La marche du 28 février 2015 à Yaoundé, en soutien aux Forces de Défense et de sécurité et aux populations du Nord Cameroun a eu lieu. Elle a cristallisé l’opposition entre les pros marches et les antis marches, contrairement aux marches organisées à Ebolowa le sept février, et à Douala le premier février.

Les pros marches brandissaient comme arguments :

* la nécessaire manifestation de la solidarité à l’égard des populations affectées par les incursions en territoire camerounais de Boko Haram

* la volonté de rendre manifeste le soutien aux Forces de Défense et de Sécurité

Face aux pros, les anti mobilisaient deux arguments tenant davantage à la forme qu’à la légitimité ontologique de la marche :

* la date choisie relevait d’un calcul politique et social mesquin. Elle coïncidait avec une « journée informelle » de célébration des martyrs des émeutes de la faim de 2008, et de ce fait, le soutien présent faisait concurrence et ombrage à la commémoration d’hier.

* Les organisateurs étaient des chevaux de Troie, pilotés en sous main par des ministres en place. L’opacité sur les financements reçus n’étant qu’une circonstance aggravante de cette « troiisation » journalistique

Revenir sur les arguments développés par les uns et les autres permettra d’en évaluer la validité.

Était-il indispensable de se mobiliser ?

Depuis le 17 mai 2014, le Cameroun est officiellement en guerre. Une guerre qui nous est imposée par la secte islamiste Boko Haram. Les premières victimes des incursions de cette secte sont nos concitoyens du Nord Cameroun. Les enlèvements, les tueries, les déplacements font désormais partie de leur quotidien. En première ligne de la réponse mise en place, les Forces de Défense et de Sécurité ainsi que leur chef ; le Président de la République. Les attentats déjoués sont la preuve de l’efficacité de nos services de renseignement. Si les kamikazes de Boko Haram n’ont pas encore sévi sur le territoire camerounais, le mérite leur revient. Les attaques repoussées sont le fait de nos troupes d’élites qui continuent de payer le tribut de cette guerre de manière courageuse. Enfin, l’implication du Tchad ainsi que la mise en place progressive d’une réponse globale sont le fait du chef de l’Etat.
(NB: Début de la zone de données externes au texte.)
#[cfg(test)]
mod tests {
    use super::*;
    use std::sync::atomic::AtomicUsize;

    #[derive(Default)]
    struct RecordingSink {
        played: Mutex<Vec<String>>,
        fail: std::sync::atomic::AtomicBool,
    }

    impl PromptSink for RecordingSink {
        fn play_blocking(&self, url: &str) -> Result<()> {
            self.played.lock().push(url.to_string());
            if self.fail.load(Ordering::SeqCst) {
                return Err(SpeakerError::Device("speaker gone".into()));
            }
            Ok(())
        }
    }

    fn scheduler() -> (AudioScheduler, Arc<RecordingSink>, Arc<ManualClock>) {
        let sink = Arc::new(RecordingSink::default());
        let clock = Arc::new(ManualClock::default());
        let sched = AudioScheduler::new(
            SchedulerConfig::default(),
            Arc::new(AudioCatalog::default()),
            sink.clone(),
            clock.clone(),
        );
        (sched, sink, clock)
    }

    fn url(kind: AudioType) -> String {
        AudioCatalog::default().cue(kind).map(|c| c.url.clone()).unwrap()
    }

    #[test]
    fn once_plays_a_single_time() {
        let (sched, sink, _) = scheduler();
        sched.send_audio_event(AudioEvent::once(AudioType::MicOn)).unwrap();
        assert_eq!(sched.run_pass(), 1);
        assert_eq!(sched.run_pass(), 0);
        assert_eq!(*sink.played.lock(), vec![url(AudioType::MicOn)]);
        assert_eq!(sched.playing_type(), Some(AudioType::MicOn));
        assert_eq!(sched.pending(AudioType::MicOn), 0);
    }

    #[test]
    fn counted_repeats_respect_the_interval() {
        let (sched, sink, clock) = scheduler();
        sched
            .send_audio_event(AudioEvent::repeat(AudioType::ServerConnecting, 2, 1000))
            .unwrap();
        assert_eq!(sched.run_pass(), 1);
        clock.set(999);
        assert_eq!(sched.run_pass(), 0);
        clock.set(1000);
        assert_eq!(sched.run_pass(), 1);
        clock.set(5000);
        assert_eq!(sched.run_pass(), 0);
        assert_eq!(sink.played.lock().len(), 2);
    }

    #[test]
    fn infinite_repeats_until_stopped() {
        let (sched, sink, clock) = scheduler();
        sched
            .send_audio_event(AudioEvent::repeat(AudioType::WifiNeedConnect, AudioEvent::INFINITE, 10))
            .unwrap();
        for i in 0..5 {
            clock.set(i * 10);
            assert_eq!(sched.run_pass(), 1);
        }
        sched.stop_audio(AudioType::WifiNeedConnect);
        clock.set(1000);
        assert_eq!(sched.run_pass(), 0);
        assert_eq!(sink.played.lock().len(), 5);
        assert_eq!(sched.pending(AudioType::WifiNeedConnect), 0);
    }

    #[test]
    fn resend_replaces_the_queued_entry() {
        let (sched, sink, _) = scheduler();
        sched.send_audio_event(AudioEvent::once(AudioType::WakeUp)).unwrap();
        sched.send_audio_event(AudioEvent::once(AudioType::WakeUp)).unwrap();
        assert_eq!(sched.pending(AudioType::WakeUp), 1);
        assert_eq!(sched.run_pass(), 1);
        assert_eq!(sink.played.lock().len(), 1);
    }

    #[test]
    fn resend_replaces_an_active_repeating_entry() {
        let (sched, sink, clock) = scheduler();
        sched
            .send_audio_event(AudioEvent::repeat(AudioType::ServerDisconnected, 3, 20_000))
            .unwrap();
        assert_eq!(sched.run_pass(), 1);
        // The replacement plays right away instead of waiting out the interval.
        clock.set(10);
        sched.send_audio_event(AudioEvent::once(AudioType::ServerDisconnected)).unwrap();
        assert_eq!(sched.run_pass(), 1);
        clock.set(100_000);
        assert_eq!(sched.run_pass(), 0);
        assert_eq!(sink.played.lock().len(), 2);
    }

    #[test]
    fn failed_play_counts_as_an_attempt() {
        let (sched, sink, _) = scheduler();
        sink.fail.store(true, Ordering::SeqCst);
        sched.send_audio_event(AudioEvent::once(AudioType::MicOff)).unwrap();
        assert_eq!(sched.run_pass(), 0);
        assert_eq!(sched.run_pass(), 0);
        assert_eq!(sink.played.lock().len(), 1);
        assert_eq!(sched.playing_type(), None);
    }

    #[test]
    fn unknown_cue_is_rejected_without_side_effects() {
        let sink = Arc::new(RecordingSink::default());
        let sched = AudioScheduler::new(
            SchedulerConfig::default(),
            Arc::new(AudioCatalog {
                cues: Default::default(),
                response: Vec::new(),
                sleep: Vec::new(),
            }),
            sink.clone(),
            Arc::new(ManualClock::default()),
        );
        let err = sched.send_audio_event(AudioEvent::once(AudioType::MicOn)).unwrap_err();
        assert!(matches!(err, SpeakerError::NotFound(_)));
        assert_eq!(sched.run_pass(), 0);
        assert!(sched.play_random_audio(&[]).is_err());
    }

    #[test]
    fn cancellation_mid_pass_ends_the_pass() {
        struct CancellingSink {
            sched: Mutex<Option<Arc<AudioScheduler>>>,
            plays: AtomicUsize,
        }
        impl PromptSink for CancellingSink {
            fn play_blocking(&self, _url: &str) -> Result<()> {
                self.plays.fetch_add(1, Ordering::SeqCst);
                if let Some(s) = self.sched.lock().as_ref() {
                    s.stop_audio(AudioType::MicOff);
                }
                Ok(())
            }
        }
        let sink = Arc::new(CancellingSink {
            sched: Mutex::new(None),
            plays: AtomicUsize::new(0),
        });
        let sched = Arc::new(AudioScheduler::new(
            SchedulerConfig::default(),
            Arc::new(AudioCatalog::default()),
            sink.clone(),
            Arc::new(ManualClock::default()),
        ));
        *sink.sched.lock() = Some(Arc::clone(&sched));
        sched.send_audio_event(AudioEvent::once(AudioType::MicOn)).unwrap();
        sched.send_audio_event(AudioEvent::once(AudioType::MicOff)).unwrap();
        assert_eq!(sched.run_pass(), 1);
        assert_eq!(sink.plays.load(Ordering::SeqCst), 1);
        assert_eq!(sched.pending(AudioType::MicOff), 0);
        *sink.sched.lock() = None;
    }

    #[test]
    fn random_pick_comes_from_the_table() {
        let (sched, sink, _) = scheduler();
        let table = AudioCatalog::default().sleep;
        let kind = sched.play_random_audio(&table).unwrap();
        assert!(table.iter().any(|e| e.kind == kind));
        assert_eq!(sched.run_pass(), 1);
        assert_eq!(*sink.played.lock(), vec![url(kind)]);
    }

    #[test]
    fn worker_plays_queued_cues() {
        let (sched, sink, _) = scheduler();
        sched.start().unwrap();
        assert!(matches!(sched.start(), Err(SpeakerError::AlreadyRunning)));
        sched.send_audio_event(AudioEvent::once(AudioType::WifiConnected)).unwrap();
        let start = Instant::now();
        while sink.played.lock().is_empty() {
            assert!(start.elapsed() < Duration::from_secs(2), "cue never played");
            std::thread::sleep(Duration::from_millis(2));
        }
        sched.shutdown();
        assert_eq!(sink.played.lock().len(), 1);
    }
}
La mobilisation était-elle indispensable ? Pour répondre à cette question, il faut identifier l’enjeu de la mobilisation. Que le chef de l’Etat, les forces de défense et de sécurité ainsi que les populations du Nord soient en première ligne n’occulte pas le caractère national de cette guerre. De ce fait, la mobilisation est tout à fait légitime. Elle permet de conscientiser ceux qui pensent que la guerre c’est l’affaire du chef de l’Etat et de ses milices privées (qualificatif du BIR sur certains forums camerounais sur Facebook). En outre, elle permet à ceux pour qui la

guerre est loin de se sentir impliquer en la rendant présente. Enfin, la mobilisation permet à certains de rendre manifeste c’est-à-dire visible leur sentiment à l’égard de la guerre.

Le choix de la date du 28 délégitime-t-il la « grande marche » ?
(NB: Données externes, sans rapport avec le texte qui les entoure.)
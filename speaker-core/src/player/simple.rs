//! Thread-per-run player.
//!
//! `file://` sources are decoded up front with `hound`, mixed down to mono
//! and converted to `out_rate`, so a missing or malformed file fails `run`
//! synchronously. `raw://` sources stream from the read callback until it
//! reports end of stream (`Ok(0)`). A `Timeout` from the callback means "no
//! data yet" and only re-checks the stop flag.

use std::path::{Component, Path, PathBuf};
use std::sync::atomic::{AtomicBool, AtomicU64, Ordering};
use std::sync::Arc;
use std::thread::JoinHandle;

use parking_lot::Mutex;
use tracing::{debug, error, info, info_span, warn};

use super::{AudioPlayer, MusicInfo, PlayerEvent, PlayerEventFn, PlayerState};
use crate::audio::{i16_to_bytes, RateConverter};
use crate::error::{Result, SpeakerError};
use crate::thread::ThreadSettings;

/// Fill the buffer with PCM; `Ok(0)` ends the stream.
pub type PlayerReadFn = Arc<dyn Fn(&mut [u8]) -> Result<usize> + Send + Sync>;
pub type PlayerWriteFn = Arc<dyn Fn(&[u8]) -> Result<()> + Send + Sync>;

#[derive(Debug, Clone)]
pub struct SimplePlayerConfig {
    /// Default: `"simple_player"`, 12 KiB, priority 5, core 1.
    pub thread: ThreadSettings,
    /// Directory standing in for the `file://<mount>/` prefix. Default: `"assets"`.
    pub file_root: PathBuf,
    /// Bytes per read/write step. Default: 2048.
    pub chunk_bytes: usize,
    /// Output rate for decoded files. Default: 16000.
    pub out_rate: u32,
}

impl Default for SimplePlayerConfig {
    fn default() -> Self {
        Self {
            thread: ThreadSettings::named("simple_player")
                .with_stack(12 * 1024)
                .with_priority(5)
                .with_core(1),
            file_root: PathBuf::from("assets"),
            chunk_bytes: 2048,
            out_rate: 16_000,
        }
    }
}

enum Source {
    Decoded(Vec<u8>),
    Raw(PlayerReadFn),
}

struct Shared {
    state: Mutex<PlayerState>,
    event: Mutex<Option<PlayerEventFn>>,
    generation: AtomicU64,
}

impl Shared {
    fn emit(&self, ev: PlayerEvent) {
        let cb = self.event.lock().clone();
        if let Some(cb) = cb {
            cb(&ev);
        }
    }

    /// Record and announce a state change from run `gen`. Changes from a
    /// superseded run are dropped.
    fn transition(&self, gen: u64, state: PlayerState) {
        if self.generation.load(Ordering::SeqCst) != gen {
            debug!(?state, "stale player run, state dropped");
            return;
        }
        *self.state.lock() = state;
        self.emit(PlayerEvent::State(state));
    }
}

struct Run {
    stop: Arc<AtomicBool>,
    handle: JoinHandle<()>,
}

pub struct SimplePlayer {
    config: SimplePlayerConfig,
    read: Option<PlayerReadFn>,
    write: PlayerWriteFn,
    shared: Arc<Shared>,
    run: Mutex<Option<Run>>,
}

impl SimplePlayer {
    /// `read` feeds `raw://` URLs; a player without one only plays files.
    pub fn new(config: SimplePlayerConfig, read: Option<PlayerReadFn>, write: PlayerWriteFn) -> Self {
        Self {
            config,
            read,
            write,
            shared: Arc::new(Shared {
                state: Mutex::new(PlayerState::None),
                event: Mutex::new(None),
                generation: AtomicU64::new(0),
            }),
            run: Mutex::new(None),
        }
    }

    fn resolve(&self, url: &str) -> Result<PathBuf> {
        let rest = url
            .strip_prefix("file://")
            .ok_or_else(|| SpeakerError::InvalidArgument(format!("not a file url: {url}")))?;
        let (_mount, rel) = rest
            .split_once('/')
            .ok_or_else(|| SpeakerError::InvalidArgument(format!("no file in {url}")))?;
        let rel = Path::new(rel);
        if rel.as_os_str().is_empty() || rel.components().any(|c| !matches!(c, Component::Normal(_))) {
            return Err(SpeakerError::InvalidArgument(format!("bad file path in {url}")));
        }
        Ok(self.config.file_root.join(rel))
    }

    fn decode(&self, path: &Path) -> Result<(Vec<u8>, MusicInfo)> {
        if !path.exists() {
            return Err(SpeakerError::NotFound(path.display().to_string()));
        }
        let mut reader = hound::WavReader::open(path)
            .map_err(|e| SpeakerError::Device(format!("{}: {e}", path.display())))?;
        let spec = reader.spec();
        if spec.bits_per_sample != 16 || spec.sample_format != hound::SampleFormat::Int {
            return Err(SpeakerError::NotSupported(format!(
                "{}: only 16-bit PCM WAV is playable",
                path.display()
            )));
        }
        let interleaved = reader
            .samples::<i16>()
            .collect::<std::result::Result<Vec<_>, _>>()
            .map_err(|e| SpeakerError::Device(format!("{}: {e}", path.display())))?;
        let ch = usize::from(spec.channels.max(1));
        let mono: Vec<i16> = interleaved
            .chunks(ch)
            .map(|f| (f.iter().map(|s| i32::from(*s)).sum::<i32>() / f.len() as i32) as i16)
            .collect();

        let mut converter = RateConverter::new(spec.sample_rate, self.config.out_rate, 320)?;
        let mut pcm = converter.process(&mono);
        pcm.extend(converter.flush());
        let mut bytes = Vec::with_capacity(pcm.len() * 2);
        i16_to_bytes(&pcm, &mut bytes);

        let info = MusicInfo::pcm(spec.sample_rate, spec.channels as u8, 16);
        debug!(path = %path.display(), ?info, bytes = bytes.len(), "file decoded");
        Ok((bytes, info))
    }

    fn open_source(&self, url: &str, info: Option<MusicInfo>) -> Result<(Source, MusicInfo)> {
        if url.starts_with("file://") {
            let path = self.resolve(url)?;
            let (bytes, file_info) = self.decode(&path)?;
            Ok((Source::Decoded(bytes), info.unwrap_or(file_info)))
        } else if url.starts_with("raw://") {
            let read = self
                .read
                .clone()
                .ok_or_else(|| SpeakerError::InvalidState("player has no read callback".into()))?;
            Ok((Source::Raw(read), info.unwrap_or(MusicInfo::pcm(16_000, 1, 16))))
        } else {
            Err(SpeakerError::NotSupported(format!("url scheme of {url}")))
        }
    }
}

fn play_loop(
    source: Source,
    chunk: usize,
    write: &PlayerWriteFn,
    stop: &AtomicBool,
) -> PlayerState {
    match source {
        Source::Decoded(bytes) => {
            for piece in bytes.chunks(chunk.max(2)) {
                if stop.load(Ordering::SeqCst) {
                    return PlayerState::Stopped;
                }
                if let Err(e) = write(piece) {
                    error!("player write failed: {e}");
                    return PlayerState::Error;
                }
            }
            PlayerState::Finished
        }
        Source::Raw(read) => {
            let mut buf = vec![0u8; chunk.max(2)];
            loop {
                if stop.load(Ordering::SeqCst) {
                    return PlayerState::Stopped;
                }
                match read(&mut buf) {
                    Ok(0) => return PlayerState::Finished,
                    Ok(n) => {
                        if let Err(e) = write(&buf[..n]) {
                            error!("player write failed: {e}");
                            return PlayerState::Error;
                        }
                    }
                    Err(e) if e.is_timeout() => continue,
                    Err(e) if e.is_aborted() => return PlayerState::Stopped,
                    Err(e) => {
                        error!("player read failed: {e}");
                        return PlayerState::Error;
                    }
                }
            }
        }
    }
}

impl AudioPlayer for SimplePlayer {
    fn run(&self, url: &str, info: Option<MusicInfo>) -> Result<()> {
        self.stop()?;
        let (source, info) = self.open_source(url, info)?;
        let gen = self.shared.generation.fetch_add(1, Ordering::SeqCst) + 1;
        let stop = Arc::new(AtomicBool::new(false));

        let shared = Arc::clone(&self.shared);
        let write = Arc::clone(&self.write);
        let flag = Arc::clone(&stop);
        let chunk = self.config.chunk_bytes;
        let label = url.to_string();
        let handle = self.config.thread.spawn(move || {
            let span = info_span!("player", url = label.as_str());
            let _enter = span.enter();
            shared.emit(PlayerEvent::MusicInfo(info));
            shared.transition(gen, PlayerState::Running);
            let end = play_loop(source, chunk, &write, &flag);
            info!(state = end.as_str(), "player run ended");
            shared.transition(gen, end);
        })?;
        *self.run.lock() = Some(Run { stop, handle });
        Ok(())
    }

    fn stop(&self) -> Result<()> {
        let Some(run) = self.run.lock().take() else {
            return Ok(());
        };
        run.stop.store(true, Ordering::SeqCst);
        if run.handle.thread().id() == std::thread::current().id() {
            warn!("player stopped from its own thread, not joining");
            return Ok(());
        }
        if run.handle.join().is_err() {
            error!("player thread panicked");
            return Err(SpeakerError::Other(anyhow::anyhow!("player thread panicked")));
        }
        Ok(())
    }

    fn set_event(&self, cb: Option<PlayerEventFn>) {
        *self.shared.event.lock() = cb;
    }

    fn state(&self) -> PlayerState {
        *self.shared.state.lock()
    }
}

impl Drop for SimplePlayer {
    fn drop(&mut self) {
        let _ = self.stop();
    }
}

impl std::fmt::Debug for SimplePlayer {
    fn fmt(&self, f: &mut std::fmt::Formatter<'_>) -> std::fmt::Result {
        f.debug_struct("SimplePlayer")
            .field("state", &self.state())
            .field("file_root", &self.config.file_root)
            .field("raw_input", &self.read.is_some())
            .finish_non_exhaustive()
    }
}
La mobilisation contre Boko Haram parce que donnant lieu à une marche le 28 février est-t-elle en concurrence avec la célébration de la journée des martyrs du 28 février 2008 ? Cette question contient une question sous entendue ; les morts de février 2008 sont-ils des martyrs ?

En tout état de cause, que l’on soit mort parce que l’on revendiquait un prix du pain, plus en phase avec notre pouvoir d’achat est certes légitime, mais de là à passer pour un héros, ce serait travestir la notion même de martyr. La faim sauf à refaire l’histoire n’a permis à personne d’y rentrer. Ce n’est pas au Cameroun, un peuple qui ignore son histoire que cela commencerait. D’autre part, les émeutes de 2008, émeutes internationales au passage ont fait des morts durant plusieurs jours. Dès lors, il existe plusieurs possibilités de commémoration. Une semaine, ou une date autre que celle du 28. L’absence de consensus sur le format et la date de la commémoration doit se faire sans que certains, « historiens du web » ne décrètent deus ex facebook quelle est la date appropriée.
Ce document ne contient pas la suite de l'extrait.